_DATASET RECORDS_:
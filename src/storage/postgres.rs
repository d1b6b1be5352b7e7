//! PostgreSQL session source for the batch writer.
//!
//! Sessions come from a bounded `sqlx` pool. The password is read from the
//! configured file whenever sessions may be established, so rotated
//! credentials are picked up without a restart.

use std::path::PathBuf;
use std::sync::Arc;
use std::sync::OnceLock;

use async_trait::async_trait;
use parking_lot::Mutex;
use sqlx::pool::PoolConnection;
use sqlx::postgres::PgConnectOptions;
use sqlx::postgres::PgPool;
use sqlx::postgres::PgPoolOptions;
use sqlx::Connection;
use sqlx::Executor;
use sqlx::PgConnection;
use sqlx::Postgres;
use tracing::debug;
use tracing::error;
use tracing::info;

use super::IngestSession;
use super::SessionSource;
use super::StagedRow;
use super::WritePhase;
use crate::PostgresConfig;
use crate::Result;
use crate::StorageError;

/// COPY payloads are streamed in chunks of roughly this many bytes
const COPY_CHUNK_BYTES: usize = 1 << 20;

/// SQL text for one table prefix
#[derive(Debug)]
pub(crate) struct Statements {
    pub(crate) create_staging: String,
    pub(crate) copy_staging: String,
    pub(crate) insert_labels: String,
    pub(crate) insert_values: String,
    pub(crate) drop_staging: String,
}

impl Statements {
    /// `table` must already be validated as a plain identifier.
    pub(crate) fn new(table: &str) -> Self {
        Self {
            create_staging: format!(
                "create temporary table {table}_tmp (time timestamp with time zone, value double precision, \
                 metric_name text, labels jsonb) on commit preserve rows"
            ),
            copy_staging: format!("copy {table}_tmp (time, value, metric_name, labels) from stdin"),
            insert_labels: format!(
                "insert into {table}_labels (metric_name, labels) select distinct sample.metric_name, \
                 sample.labels from {table}_tmp sample on conflict do nothing"
            ),
            insert_values: format!(
                "insert into {table}_values (time, value, labels_id) select sample.time, sample.value, \
                 lbl.id from {table}_tmp sample left join {table}_labels lbl on lbl.metric_name = \
                 sample.metric_name and lbl.labels = sample.labels"
            ),
            drop_staging: format!("drop table if exists {table}_tmp"),
        }
    }
}

pub struct PgSessionSource {
    pool: PgPool,
    base_options: PgConnectOptions,
    password_file: Option<PathBuf>,
    /// Password the pool currently connects with
    current_password: Mutex<Option<String>>,
    statements: Arc<Statements>,
}

impl PgSessionSource {
    /// Creates the pool without connecting; sessions are established lazily.
    pub fn new(cfg: &PostgresConfig) -> Result<Self> {
        let base_options = cfg.connect_options()?;
        let max_idle = cfg.max_idle_conns as usize;

        // The pool only exists after `connect_lazy_with`, so the release hook
        // looks it up through this cell.
        let pool_cell: Arc<OnceLock<PgPool>> = Arc::new(OnceLock::new());
        let hook_cell = pool_cell.clone();

        let pool = PgPoolOptions::new()
            .max_connections(cfg.max_open_conns)
            .min_connections(0)
            .acquire_timeout(cfg.connect_timeout())
            .after_release(move |_conn, _meta| {
                let keep = hook_cell.get().map(|pool| pool.num_idle() < max_idle).unwrap_or(true);
                Box::pin(async move { Ok(keep) })
            })
            .connect_lazy_with(base_options.clone());
        let _ = pool_cell.set(pool.clone());

        info!("PostgreSQL endpoint: {}", cfg.endpoint());

        let password_file = if cfg.password_file.is_empty() {
            None
        } else {
            Some(PathBuf::from(&cfg.password_file))
        };

        Ok(Self {
            pool,
            base_options,
            password_file,
            current_password: Mutex::new(None),
            statements: Arc::new(Statements::new(&cfg.table)),
        })
    }

    /// Re-reads the password file and points the pool at the new password
    /// if it changed.
    pub(crate) async fn refresh_credentials(&self) -> std::result::Result<PgConnectOptions, StorageError> {
        let Some(path) = &self.password_file else {
            return Ok(self.base_options.clone());
        };

        debug!("Re-reading password before establishing new sessions...");
        let content = tokio::fs::read_to_string(path)
            .await
            .map_err(|source| StorageError::PasswordFile {
                path: path.display().to_string(),
                source,
            })?;
        let password = content.trim_end_matches(['\n', '\r']).to_string();
        let options = self.base_options.clone().password(&password);

        let mut current = self.current_password.lock();
        if current.as_deref() != Some(password.as_str()) {
            if current.is_some() {
                info!("PostgreSQL password changed, new sessions use the updated credentials");
            }
            self.pool.set_connect_options(options.clone());
            *current = Some(password);
        }
        Ok(options)
    }

    /// A session outside the write pool, for state that must outlive any
    /// single batch (advisory locks).
    pub async fn dedicated_connection(&self) -> std::result::Result<PgConnection, StorageError> {
        let options = self.refresh_credentials().await?;
        PgConnection::connect_with(&options)
            .await
            .map_err(StorageError::Acquire)
    }

    pub async fn close(&self) {
        self.pool.close().await;
    }
}

#[async_trait]
impl SessionSource for PgSessionSource {
    async fn acquire(&self) -> std::result::Result<Box<dyn IngestSession>, StorageError> {
        self.refresh_credentials().await?;
        let conn = self.pool.acquire().await.map_err(StorageError::Acquire)?;
        Ok(Box::new(PgIngestSession {
            conn: Some(conn),
            statements: self.statements.clone(),
        }))
    }

    async fn ping(&self) -> std::result::Result<(), StorageError> {
        self.refresh_credentials().await?;
        sqlx::query("SELECT 1")
            .execute(&self.pool)
            .await
            .map_err(StorageError::HealthCheck)?;
        Ok(())
    }

    fn name(&self) -> &str {
        "PostgreSQL"
    }
}

/// One pooled connection reserved for a single batch
pub(crate) struct PgIngestSession {
    conn: Option<PoolConnection<Postgres>>,
    statements: Arc<Statements>,
}

impl PgIngestSession {
    fn conn(
        &mut self,
        phase: WritePhase,
    ) -> std::result::Result<&mut PgConnection, StorageError> {
        match self.conn.as_mut() {
            Some(conn) => Ok(&mut **conn),
            None => Err(StorageError::Phase {
                phase,
                source: sqlx::Error::PoolClosed,
            }),
        }
    }
}

fn phase_error(phase: WritePhase) -> impl FnOnce(sqlx::Error) -> StorageError {
    move |source| StorageError::Phase { phase, source }
}

/// Runs `sql` in its own transaction; an uncommitted transaction rolls back
/// when dropped.
async fn execute_in_transaction(
    conn: &mut PgConnection,
    sql: &str,
) -> std::result::Result<u64, sqlx::Error> {
    let mut tx = conn.begin().await?;
    let done = (&mut *tx).execute(sqlx::raw_sql(sql)).await?;
    tx.commit().await?;
    Ok(done.rows_affected())
}

#[async_trait]
impl IngestSession for PgIngestSession {
    async fn create_staging(&mut self) -> std::result::Result<(), StorageError> {
        let statements = self.statements.clone();
        let conn = self.conn(WritePhase::CreateStaging)?;
        conn.execute(sqlx::raw_sql(&statements.create_staging))
            .await
            .map_err(phase_error(WritePhase::CreateStaging))?;
        Ok(())
    }

    async fn bulk_load(
        &mut self,
        rows: &[StagedRow],
    ) -> std::result::Result<(), StorageError> {
        let statements = self.statements.clone();
        let conn = self.conn(WritePhase::BulkLoad)?;
        let mut copy = conn
            .copy_in_raw(&statements.copy_staging)
            .await
            .map_err(phase_error(WritePhase::BulkLoad))?;

        let mut chunk = String::with_capacity(COPY_CHUNK_BYTES);
        for row in rows {
            row.write_copy_line(&mut chunk);
            if chunk.len() >= COPY_CHUNK_BYTES {
                let data = std::mem::replace(&mut chunk, String::with_capacity(COPY_CHUNK_BYTES));
                let sent = copy.send(data.into_bytes()).await.map(|_| ());
                if let Err(e) = sent {
                    let _ = copy.abort("staging copy failed").await;
                    return Err(phase_error(WritePhase::BulkLoad)(e));
                }
            }
        }
        if !chunk.is_empty() {
            let sent = copy.send(chunk.into_bytes()).await.map(|_| ());
            if let Err(e) = sent {
                let _ = copy.abort("staging copy failed").await;
                return Err(phase_error(WritePhase::BulkLoad)(e));
            }
        }

        let copied = copy.finish().await.map_err(phase_error(WritePhase::BulkLoad))?;
        debug!("Copied {} rows into staging", copied);
        Ok(())
    }

    async fn insert_labels(&mut self) -> std::result::Result<u64, StorageError> {
        let statements = self.statements.clone();
        let conn = self.conn(WritePhase::InsertLabels)?;
        execute_in_transaction(conn, &statements.insert_labels)
            .await
            .map_err(phase_error(WritePhase::InsertLabels))
    }

    async fn insert_values(&mut self) -> std::result::Result<u64, StorageError> {
        let statements = self.statements.clone();
        let conn = self.conn(WritePhase::InsertValues)?;
        execute_in_transaction(conn, &statements.insert_values)
            .await
            .map_err(phase_error(WritePhase::InsertValues))
    }

    async fn release(mut self: Box<Self>) {
        let Some(mut conn) = self.conn.take() else {
            return;
        };
        match (&mut *conn)
            .execute(sqlx::raw_sql(&self.statements.drop_staging))
            .await
        {
            Ok(_) => drop(conn),
            Err(e) => {
                error!("Failed to clean up staging table, closing session: {}", e);
                if let Err(e) = conn.detach().close().await {
                    debug!("Closing session failed: {}", e);
                }
            }
        }
    }
}

impl Drop for PgIngestSession {
    fn drop(&mut self) {
        // Abandoned before release: the staging table may still exist, so the
        // connection is closed rather than returned to the pool.
        if let Some(conn) = self.conn.take() {
            drop(conn.detach());
        }
    }
}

_AIM OF THE EXERCISE_: Restate, word for word, the listing above from its first line through the line that contains "established, so rotated", keeping both of those lines.

_SOLUTION FOR THIS EXERCISE_:
filename src/storage/postgres.rs
repository d1b6b1be5352b7e7
//! PostgreSQL session source for the batch writer.
//!
//! Sessions come from a bounded `sqlx` pool. The password is read from the
//! configured file whenever sessions may be established, so rotated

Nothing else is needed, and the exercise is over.